* **What is expected**: Output every line from the beginning of the records through the line that contains "If no response", exactly as it appears.

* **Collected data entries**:
##########
//! Request/response correlation layer on top of the transport.
//!
//! # Message flow
//!
//! 1. A caller invokes [`Connection::send_request`] with a method and params.
//! 2. The connection assigns the next id, parks a oneshot entry in the
//!    pending map, and queues the serialized request for the writer task.
//! 3. The dispatch loop feeds every received value into
//!    [`Connection::dispatch`], which resolves pending entries by id and
//!    fans notifications out to subscribers.
//! 4. If no response arrives within [`REQUEST_TIMEOUT_MS`], the pending
//!    entry is evicted and the caller gets a timeout error; a late response
//!    for an evicted id is dropped.


use std::collections::HashMap;
use std::sync::atomic::{AtomicU64, Ordering};
use std::time::Duration;

use parking_lot::Mutex;
use scout_protocol::{Message, Notification, Request, Response};
use serde_json::Value;
use tokio::sync::{broadcast, mpsc, oneshot};
use tracing::debug;

use crate::error::{Error, Result};

/// Per-request response window.
pub const REQUEST_TIMEOUT_MS: u64 = 30_000;

type PendingMap = Mutex<HashMap<u64, oneshot::Sender<Result<Value>>>>;

/// Correlates outgoing requests with incoming responses.
///
/// The pending map is the only shared mutable state here and never escapes
/// this type. Invariant: every issued id has at most one live entry, removed
/// on response, timeout eviction, or close.
pub struct Connection {
	next_id: AtomicU64,
	pending: PendingMap,
	outbound: Mutex<Option<mpsc::UnboundedSender<Value>>>,
	notifications: broadcast::Sender<Notification>,
}

impl Connection {
	/// Creates a connection writing outgoing messages to `outbound`.
	pub fn new(outbound: mpsc::UnboundedSender<Value>) -> Self {
		let (notifications, _) = broadcast::channel(64);
		Self {
			next_id: AtomicU64::new(0),
			pending: Mutex::new(HashMap::new()),
			outbound: Mutex::new(Some(outbound)),
			notifications,
		}
	}

	/// Sends a request and awaits its correlated response.
	///
	/// Rejects with [`Error::RequestTimeout`] after [`REQUEST_TIMEOUT_MS`];
	/// the pending entry is evicted so a late response is dropped silently.
	pub async fn send_request(&self, method: &str, params: Value) -> Result<Value> {
		let id = self.next_id.fetch_add(1, Ordering::SeqCst) + 1;
		debug!(target: "scout_runtime", id, method, "sending request");

		let (tx, rx) = oneshot::channel();
		self.pending.lock().insert(id, tx);

		let request = Request {
			id,
			method: method.to_string(),
			params,
		};
		if let Err(error) = self.queue(serde_json::to_value(&request)?) {
			self.pending.lock().remove(&id);
			return Err(error);
		}

		match tokio::time::timeout(Duration::from_millis(REQUEST_TIMEOUT_MS), rx).await {
			Ok(Ok(result)) => result,
			// Sender dropped without a response: the connection closed.
			Ok(Err(_)) => Err(Error::ConnectionClosed),
			Err(_) => {
				self.pending.lock().remove(&id);
				Err(Error::RequestTimeout {
					method: method.to_string(),
					ms: REQUEST_TIMEOUT_MS,
				})
			}
		}
	}

	/// Sends a fire-and-forget notification. No pending entry is created.
	pub fn send_notification(&self, method: &str, params: Value) -> Result<()> {
		let notification = Notification {
			method: method.to_string(),
			params,
		};
		self.queue(serde_json::to_value(&notification)?)
	}

	/// Subscribes to notifications emitted by the remote side.
	pub fn subscribe(&self) -> broadcast::Receiver<Notification> {
		self.notifications.subscribe()
	}

	/// Routes one incoming value to its pending entry or to notification
	/// subscribers. Never fails: unroutable messages are logged and dropped.
	pub fn dispatch(&self, value: Value) {
		match serde_json::from_value::<Message>(value) {
			Ok(Message::Response(response)) => self.dispatch_response(response),
			Ok(Message::Notification(notification)) => {
				debug!(target: "scout_runtime", method = %notification.method, "notification");
				// No subscribers is fine; notifications are advisory.
				let _ = self.notifications.send(notification);
			}
			Ok(Message::Unknown(value)) => {
				debug!(target: "scout_runtime", %value, "ignoring unknown message");
			}
			// Unreachable with the catch-all Unknown arm, kept for safety.
			Err(error) => {
				debug!(target: "scout_runtime", %error, "ignoring undecodable message");
			}
		}
	}

	fn dispatch_response(&self, response: Response) {
		let Some(tx) = self.pending.lock().remove(&response.id) else {
			debug!(
				target: "scout_runtime",
				id = response.id,
				"dropping response for unknown or evicted id"
			);
			return;
		};

		let result = match response.error {
			Some(error) => Err(Error::Tool {
				message: if error.code != 0 {
					format!("{} (code {})", error.message, error.code)
				} else {
					error.message
				},
			}),
			None => Ok(response.result.unwrap_or(Value::Null)),
		};
		let _ = tx.send(result);
	}

	/// Closes the connection: the outbound channel is dropped and every
	/// in-flight request is rejected with [`Error::ConnectionClosed`].
	pub fn close(&self) {
		self.outbound.lock().take();
		// Dropping the senders causes each waiting receiver to observe
		// closure, which send_request maps to ConnectionClosed.
		self.pending.lock().clear();
	}

	fn queue(&self, value: Value) -> Result<()> {
		let guard = self.outbound.lock();
		let Some(sender) = guard.as_ref() else {
			return Err(Error::ConnectionClosed);
		};
		sender.send(value).map_err(|_| Error::ConnectionClosed)
	}

	#[cfg(test)]
	pub(crate) fn pending_len(&self) -> usize {
		self.pending.lock().len()
	}
}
##########
* **Response for this exercise**:
//! Request/response correlation layer on top of the transport.
//!
//! # Message flow
//!
//! 1. A caller invokes [`Connection::send_request`] with a method and params.
//! 2. The connection assigns the next id, parks a oneshot entry in the
//!    pending map, and queues the serialized request for the writer task.
//! 3. The dispatch loop feeds every received value into
//!    [`Connection::dispatch`], which resolves pending entries by id and
//!    fans notifications out to subscribers.
//! 4. If no response arrives within [`REQUEST_TIMEOUT_MS`], the pending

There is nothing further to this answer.